Thanksgiving has come and gone, we feasted on plates and plates of stuffing, mashed potatoes, turkey, rolls and pumpkin pie, but did you take some time to think of what you are thankful for? I am not asking you the stereotypical response, in-fact I want to ask a question with a completely different context than you might have ever encountered. A question that we can all unconsciously answer at any moment of any day without hesitation. Instead I’ll ask, what are you stressed about?

All of us can relate to the rushing, poking and prodding nature we feel as the end of a semester draws near. I can list off a multitude of things that a majority of us can agree upon including ACE Day presentations, finals, papers, sleep deprivation and sickness, all of which plague our university towards the thirteenth week.

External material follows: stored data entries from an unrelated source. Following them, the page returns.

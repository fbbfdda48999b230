//! MerkleDrop Logging
//!
//! Installs the global tracing subscriber: an fmt layer filtered by
//! `RUST_LOG` when set, or by the requested level otherwise.

use std::fmt;
use std::str::FromStr;

use thiserror::Error;
use tracing_subscriber::{fmt as fmt_layer, prelude::*, EnvFilter};

#[derive(Error, Debug)]
pub enum LoggingError {
    #[error("Invalid log filter {filter}: {reason}")]
    InvalidFilter { filter: String, reason: String },

    #[error("Logging already initialized: {0}")]
    AlreadyInitialized(String),
}

pub type Result<T> = std::result::Result<T, LoggingError>;

#[derive(Debug, Clone, Copy, PartialEq, Eq, Default)]
pub enum LogLevel {
    Error,
    Warn,
    #[default]
    Info,
    Debug,
    Trace,
}

impl LogLevel {
    pub fn from_verbose(verbose: bool) -> Self {
        if verbose {
            LogLevel::Debug
        } else {
            LogLevel::Info
        }
    }

    /// Filter directive for this level; crate-local logs one step louder at
    /// debug and above.
    pub fn directive(&self) -> &'static str {
        match self {
            LogLevel::Error => "error",
            LogLevel::Warn => "warn",
            LogLevel::Info => "info",
            LogLevel::Debug => "info,merkledrop=debug",
            LogLevel::Trace => "debug,merkledrop=trace",
        }
    }
}

impl fmt::Display for LogLevel {
    fn fmt(&self, f: &mut fmt::Formatter<'_>) -> fmt::Result {
        let name = match self {
            LogLevel::Error => "error",
            LogLevel::Warn => "warn",
            LogLevel::Info => "info",
            LogLevel::Debug => "debug",
            LogLevel::Trace => "trace",
        };
        f.write_str(name)
    }
}

impl FromStr for LogLevel {
    type Err = LoggingError;

    fn from_str(s: &str) -> Result<Self> {
        match s.to_ascii_lowercase().as_str() {
            "error" => Ok(LogLevel::Error),
            "warn" | "warning" => Ok(LogLevel::Warn),
            "info" => Ok(LogLevel::Info),
            "debug" => Ok(LogLevel::Debug),
            "trace" => Ok(LogLevel::Trace),
            other => Err(LoggingError::InvalidFilter {
                filter: other.to_string(),
                reason: "unknown level".to_string(),
            }),
        }
    }
}

/// Build the filter: `RUST_LOG` wins, then `fallback`.
pub fn build_filter(fallback: &str) -> Result<EnvFilter> {
    if let Ok(filter) = EnvFilter::try_from_default_env() {
        return Ok(filter);
    }
    EnvFilter::try_new(fallback).map_err(|e| LoggingError::InvalidFilter {
        filter: fallback.to_string(),
        reason: e.to_string(),
    })
}

/// Install the subscriber at `level`.
pub fn try_init_logging(level: LogLevel) -> Result<()> {
    try_init_with_filter(level.directive())
}

/// Install the subscriber with an explicit filter directive string.
pub fn try_init_with_filter(directives: &str) -> Result<()> {
    let filter = build_filter(directives)?;
    tracing_subscriber::registry()
        .with(fmt_layer::layer())
        .with(filter)
        .try_init()
        .map_err(|e| LoggingError::AlreadyInitialized(e.to_string()))?;
    tracing::debug!("Logging initialized ({})", directives);
    Ok(())
}

/// Install the subscriber, ignoring a second initialization.
pub fn init_logging(verbose: bool) {
    let _ = try_init_logging(LogLevel::from_verbose(verbose));
}
#[cfg(test)]
mod tests {
    use super::*;
    use merkledrop_prover::MerkleTree;

    fn addr(n: u8) -> Address {
        Address([n; 20])
    }

    fn token() -> Address {
        addr(0xEE)
    }

    fn two_account_tree(a: u64, b: u64) -> (MerkleTree, Vec<(Address, Amount)>) {
        let leaves = vec![(addr(1), Amount::from(a)), (addr(2), Amount::from(b))];
        (MerkleTree::from_entries(&leaves), leaves)
    }

    fn claim_req(
        tree: &MerkleTree,
        token: Address,
        index: usize,
        who: Address,
        amount: u64,
    ) -> ClaimRequest {
        ClaimRequest {
            token,
            index: index as u64,
            recipient: who,
            amount: Amount::from(amount),
            proof: tree.proof(index).unwrap().siblings,
        }
    }

    fn ledger_with_distribution() -> (DistributionLedger, MerkleTree) {
        let (tree, _) = two_account_tree(100, 101);
        let mut ledger = DistributionLedger::new();
        ledger
            .add(token(), tree.root(), StoragePointer::ZERO, Amount::from(201u64))
            .unwrap();
        (ledger, tree)
    }

    #[test]
    fn test_add_creates_active_record() {
        let (ledger, tree) = ledger_with_distribution();
        let record = ledger.distribution(&token()).unwrap();
        assert_eq!(record.merkle_root, tree.root());
        assert_eq!(record.total_amount, Amount::from(201u64));
        assert_eq!(ledger.distribution_state(&token()), DistributionState::Active);
        assert_eq!(ledger.distribution_state(&addr(0x77)), DistributionState::Unknown);
    }

    #[test]
    fn test_update_built_on_old_root_is_stale() {
        let (mut ledger, tree) = ledger_with_distribution();
        let (first, _) = two_account_tree(150, 101);
        let (second, _) = two_account_tree(100, 160);
        let update = |expected_root, root| Transition::Update {
            token: token(),
            expected_root,
            root,
            storage_pointer: StoragePointer::ZERO,
            total_amount: Amount::from(260u64),
        };

        // two updates prepared from the same base: the second must not
        // silently replace the first
        ledger.apply(update(Some(tree.root()), first.root())).unwrap();
        let before = ledger.clone();
        let result = ledger.apply(update(Some(tree.root()), second.root()));
        assert_eq!(
            result,
            Err(LedgerError::StaleRoot {
                token: token(),
                expected: tree.root(),
                current: first.root(),
            })
        );
        assert_eq!(ledger.distribution(&token()), before.distribution(&token()));
        assert_eq!(ledger.events().len(), before.events().len());

        ledger.apply(update(Some(first.root()), second.root())).unwrap();
        ledger.apply(update(None, tree.root())).unwrap();
        assert_eq!(
            ledger.distribution(&token()).unwrap().merkle_root,
            tree.root()
        );
    }

    #[test]
    fn test_add_twice_fails() {
        let (mut ledger, tree) = ledger_with_distribution();
        let result = ledger.add(token(), tree.root(), StoragePointer::ZERO, Amount::one());
        assert!(matches!(result, Err(LedgerError::AlreadyExists(_))));
    }

    #[test]
    fn test_claim_with_empty_proof_fails() {
        let mut ledger = DistributionLedger::new();
        ledger
            .add(token(), [0u8; 32], StoragePointer::ZERO, Amount::zero())
            .unwrap();
        let result = ledger.claim(ClaimRequest {
            token: token(),
            index: 0,
            recipient: addr(1),
            amount: Amount::from(10u64),
            proof: vec![],
        });
        assert!(matches!(result, Err(LedgerError::InvalidProof { .. })));
    }

    #[test]
    fn test_successful_claims_transfer_and_increment() {
        let (mut ledger, tree) = ledger_with_distribution();

        let t0 = ledger.claim(claim_req(&tree, token(), 0, addr(1), 100)).unwrap();
        assert_eq!(t0.to, Payee::Recipient(addr(1)));
        assert_eq!(t0.amount, Amount::from(100u64));
        assert_eq!(ledger.claimed(&token(), &addr(1)), Amount::from(100u64));
        assert_eq!(ledger.claimed(&token(), &addr(2)), Amount::zero());

        let t1 = ledger.claim(claim_req(&tree, token(), 1, addr(2), 101)).unwrap();
        assert_eq!(t1.amount, Amount::from(101u64));
        assert_eq!(
            ledger.distribution(&token()).unwrap().total_claimed,
            Amount::from(201u64)
        );
    }

    #[test]
    fn test_cannot_claim_twice() {
        let (mut ledger, tree) = ledger_with_distribution();
        ledger.claim(claim_req(&tree, token(), 0, addr(1), 100)).unwrap();
        let again = ledger.claim(claim_req(&tree, token(), 0, addr(1), 100));
        assert!(matches!(again, Err(LedgerError::NothingToClaim { .. })));
    }

    #[test]
    fn test_cannot_claim_for_other_address() {
        let (mut ledger, tree) = ledger_with_distribution();
        let result = ledger.claim(claim_req(&tree, token(), 0, addr(2), 101));
        assert!(matches!(result, Err(LedgerError::InvalidProof { .. })));
    }

    #[test]
    fn test_cannot_claim_more_than_proof() {
        let (mut ledger, tree) = ledger_with_distribution();
        let result = ledger.claim(claim_req(&tree, token(), 0, addr(1), 101));
        assert!(matches!(result, Err(LedgerError::InvalidProof { .. })));
    }

    #[test]
    fn test_claim_with_substituted_index_fails() {
        let (mut ledger, tree) = ledger_with_distribution();
        let mut request = claim_req(&tree, token(), 0, addr(1), 100);
        request.index = 1;
        assert!(matches!(
            ledger.claim(request),
            Err(LedgerError::InvalidProof { .. })
        ));
    }

    #[test]
    fn test_claim_unknown_distribution() {
        let (mut ledger, tree) = ledger_with_distribution();
        let result = ledger.claim(claim_req(&tree, addr(0x55), 0, addr(1), 100));
        assert!(matches!(result, Err(LedgerError::NotFound(_))));
    }

    #[test]
    fn test_update_then_reclaim_increment() {
        let (mut ledger, tree) = ledger_with_distribution();
        ledger.claim(claim_req(&tree, token(), 0, addr(1), 100)).unwrap();

        let (new_tree, _) = two_account_tree(200, 201);
        ledger
            .update(token(), new_tree.root(), StoragePointer([1u8; 32]), Amount::from(401u64))
            .unwrap();

        let t = ledger.claim(claim_req(&new_tree, token(), 0, addr(1), 200)).unwrap();
        assert_eq!(t.amount, Amount::from(100u64));
        let t = ledger.claim(claim_req(&new_tree, token(), 1, addr(2), 201)).unwrap();
        assert_eq!(t.amount, Amount::from(201u64));
        assert_eq!(ledger.claimed(&token(), &addr(1)), Amount::from(200u64));
    }

    #[test]
    fn test_update_unknown_distribution() {
        let (mut ledger, tree) = ledger_with_distribution();
        let result = ledger.update(
            addr(2),
            tree.root(),
            StoragePointer::ZERO,
            Amount::from(201u64),
        );
        assert!(matches!(result, Err(LedgerError::NotFound(_))));
    }

    #[test]
    fn test_update_cannot_decrease_total() {
        let (mut ledger, tree) = ledger_with_distribution();
        let result = ledger.update(
            token(),
            tree.root(),
            StoragePointer::ZERO,
            Amount::from(200u64),
        );
        assert!(matches!(result, Err(LedgerError::TotalDecreased { .. })));
        assert_eq!(
            ledger.distribution(&token()).unwrap().total_amount,
            Amount::from(201u64)
        );
    }

    #[test]
    fn test_pause_blocks_claims_and_updates() {
        let (mut ledger, tree) = ledger_with_distribution();
        ledger.pause_for_withdrawal(token()).unwrap();
        assert!(ledger.distribution(&token()).unwrap().paused);

        assert!(matches!(
            ledger.claim(claim_req(&tree, token(), 0, addr(1), 100)),
            Err(LedgerError::Paused(_))
        ));
        assert!(matches!(
            ledger.update(token(), tree.root(), StoragePointer::ZERO, Amount::from(300u64)),
            Err(LedgerError::Paused(_))
        ));
        assert!(matches!(
            ledger.pause_for_withdrawal(token()),
            Err(LedgerError::AlreadyPaused(_))
        ));
    }

    #[test]
    fn test_withdraw_requires_pause() {
        let (mut ledger, tree) = ledger_with_distribution();
        let result = ledger.withdraw_unclaimed_tokens(
            token(),
            tree.root(),
            StoragePointer::ZERO,
            Amount::zero(),
        );
        assert!(matches!(result, Err(LedgerError::NotPaused(_))));
    }

    #[test]
    fn test_withdraw_unclaimed_tokens() {
        let (mut ledger, tree) = ledger_with_distribution();
        ledger.claim(claim_req(&tree, token(), 1, addr(2), 101)).unwrap();
        ledger.pause_for_withdrawal(token()).unwrap();

        let transfer = ledger
            .withdraw_unclaimed_tokens(
                token(),
                tree.root(),
                StoragePointer::ZERO,
                Amount::from(101u64),
            )
            .unwrap()
            .unwrap();
        assert_eq!(transfer.to, Payee::Treasury);
        assert_eq!(transfer.amount, Amount::from(100u64));

        let record = ledger.distribution(&token()).unwrap();
        assert!(!record.paused);
        assert_eq!(record.total_amount, Amount::from(101u64));
        assert_eq!(record.unclaimed(), Amount::zero());
    }

    #[test]
    fn test_withdraw_accounting_mismatch_leaves_state() {
        let (mut ledger, tree) = ledger_with_distribution();
        ledger.claim(claim_req(&tree, token(), 0, addr(1), 100)).unwrap();
        ledger.pause_for_withdrawal(token()).unwrap();

        let result = ledger.withdraw_unclaimed_tokens(
            token(),
            [9u8; 32],
            StoragePointer::ZERO,
            Amount::from(101u64),
        );
        assert!(matches!(result, Err(LedgerError::AccountingMismatch { .. })));
        let record = ledger.distribution(&token()).unwrap();
        assert!(record.paused);
        assert_eq!(record.merkle_root, tree.root());
    }

    #[test]
    fn test_claim_batch() {
        let (tree, _) = two_account_tree(100, 101);
        let mut ledger = DistributionLedger::new();
        for t in [addr(0xA1), addr(0xA3)] {
            ledger.add(t, tree.root(), StoragePointer::ZERO, Amount::from(201u64)).unwrap();
        }
        let proof = tree.proof(0).unwrap().siblings;

        let transfers = ledger
            .claim_batch(
                addr(1),
                vec![addr(0xA1), addr(0xA3)],
                vec![0, 0],
                vec![Amount::from(100u64), Amount::from(100u64)],
                vec![proof.clone(), proof],
            )
            .unwrap();
        assert_eq!(transfers.len(), 2);
        assert_eq!(ledger.claimed(&addr(0xA1), &addr(1)), Amount::from(100u64));
        assert_eq!(ledger.claimed(&addr(0xA3), &addr(1)), Amount::from(100u64));
    }

    #[test]
    fn test_claim_batch_length_mismatch() {
        let (mut ledger, _) = ledger_with_distribution();
        let result = ledger.claim_batch(
            addr(1),
            vec![token()],
            vec![0, 1],
            vec![Amount::one()],
            vec![vec![]],
        );
        assert!(matches!(result, Err(LedgerError::LengthMismatch)));
    }

    #[test]
    fn test_claim_batch_is_atomic() {
        let (tree, _) = two_account_tree(100, 101);
        let mut ledger = DistributionLedger::new();
        for t in [addr(0xA1), addr(0xA2)] {
            ledger.add(t, tree.root(), StoragePointer::ZERO, Amount::from(201u64)).unwrap();
        }
        let good = tree.proof(0).unwrap().siblings;
        let mut bad = good.clone();
        bad[0][0] ^= 0xFF;
        let events_before = ledger.events().len();

        let result = ledger.claim_batch(
            addr(1),
            vec![addr(0xA1), addr(0xA2)],
            vec![0, 0],
            vec![Amount::from(100u64), Amount::from(100u64)],
            vec![good, bad],
        );
        assert!(matches!(result, Err(LedgerError::InvalidProof { .. })));
        assert_eq!(ledger.claimed(&addr(0xA1), &addr(1)), Amount::zero());
        assert_eq!(ledger.events().len(), events_before);
    }

    #[test]
    fn test_claim_batch_same_token_twice_sees_first_claim() {
        let (mut ledger, tree) = ledger_with_distribution();
        let proof = tree.proof(0).unwrap().siblings;
        let result = ledger.claim_batch(
            addr(1),
            vec![token(), token()],
            vec![0, 0],
            vec![Amount::from(100u64), Amount::from(100u64)],
            vec![proof.clone(), proof],
        );
        assert!(matches!(result, Err(LedgerError::NothingToClaim { .. })));
        assert_eq!(ledger.claimed(&token(), &addr(1)), Amount::zero());
    }

    #[test]
    fn test_claim_cannot_exceed_total() {
        let (tree, _) = two_account_tree(100, 101);
        let mut ledger = DistributionLedger::new();
        // Root commits to 201 but the record only funds 150
        ledger
            .add(token(), tree.root(), StoragePointer::ZERO, Amount::from(150u64))
            .unwrap();
        ledger.claim(claim_req(&tree, token(), 0, addr(1), 100)).unwrap();
        let result = ledger.claim(claim_req(&tree, token(), 1, addr(2), 101));
        assert!(matches!(result, Err(LedgerError::ExceedsDistribution { .. })));
    }

    #[test]
    fn test_events_and_snapshot_round_trip() {
        let (mut ledger, tree) = ledger_with_distribution();
        ledger.claim(claim_req(&tree, token(), 0, addr(1), 100)).unwrap();
        ledger.pause_for_withdrawal(token()).unwrap();

        assert!(matches!(ledger.events()[0], LedgerEvent::DistributionAdded { .. }));
        assert!(matches!(ledger.events()[1], LedgerEvent::Claimed { .. }));
        assert!(matches!(ledger.events()[2], LedgerEvent::DistributionPaused { .. }));

        let bytes = ledger.to_json().unwrap();
        let restored = DistributionLedger::from_json(&bytes, Arc::new(KeccakCommitter)).unwrap();
        assert_eq!(restored.state(), ledger.state());
        assert_eq!(restored.claimed(&token(), &addr(1)), Amount::from(100u64));
    }

    #[test]
    fn test_apply_dispatches() {
        let (tree, _) = two_account_tree(100, 101);
        let mut ledger = DistributionLedger::new();
        ledger
            .apply(Transition::Add {
                token: token(),
                root: tree.root(),
                storage_pointer: StoragePointer::ZERO,
                total_amount: Amount::from(201u64),
            })
            .unwrap();
        let transfers = ledger
            .apply(Transition::Claim(claim_req(&tree, token(), 0, addr(1), 100)))
            .unwrap();
        assert_eq!(transfers.len(), 1);
        ledger.apply(Transition::PauseForWithdrawal { token: token() }).unwrap();
        let transfers = ledger
            .apply(Transition::WithdrawUnclaimed {
                token: token(),
                root: MerkleTree::from_entries(&[(addr(1), Amount::from(100u64))]).root(),
                storage_pointer: StoragePointer::ZERO,
                total_amount: Amount::from(100u64),
            })
            .unwrap();
        assert_eq!(transfers[0].amount, Amount::from(101u64));
    }
}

On November 14th a terrorist attack was made inside the Paris Bataclan Concert Hall. Most of America, by now has watched news story after news story covering the horrific terror that took place in France. The most heart-breaking, yet touching account I have read was a viral Facebook post from a 22-year-old woman who played dead when terrorists opened fire. Only hours after escaping the venue where more than 80 people were killed, Isobel Bowdery, from South Africa, wrote the post, alongside with a picture of her blood-stained white shirt. She said that the concert had a happy atmosphere, everyone dancing and smiling, so when they first heard gunfire they though it was a part of the Eagles of Death Metal concert. Isobel said:

“You never think it will happen to you…it wasn’t just a terrorist attack, it was a massacre. Dozens of people were shot right in front of me. Pools of blood filled the floor. Cries of grown men who held their girlfriends dead bodies pierced the small music venue. Futures demolished, families heartbroken, in an instant. Shocked and alone, I pretended to be dead for over an hour, lying among people who could see their loved ones motionless… Holding my breath, trying to not move, not cry – not giving those men the fear they longed to see…As I lay down in the blood of strangers and waiting for my bullet to end my mere 22 years, I envisioned every face that I have ever loved and whispered I love you. Over and over again. Reflecting on the highlights of my life. Wishing that those I love knew just how much, wishing that they knew that no matter what happened to me, to keep believing in the good in people. To not let those men win…Last night, the lives of many were forever changed and it is up to us to be better people. To live lives that the innocent victims of this tragedy dreamt about but sadly will now never be able to fulfil. RIP angels. You will never be forgotten.”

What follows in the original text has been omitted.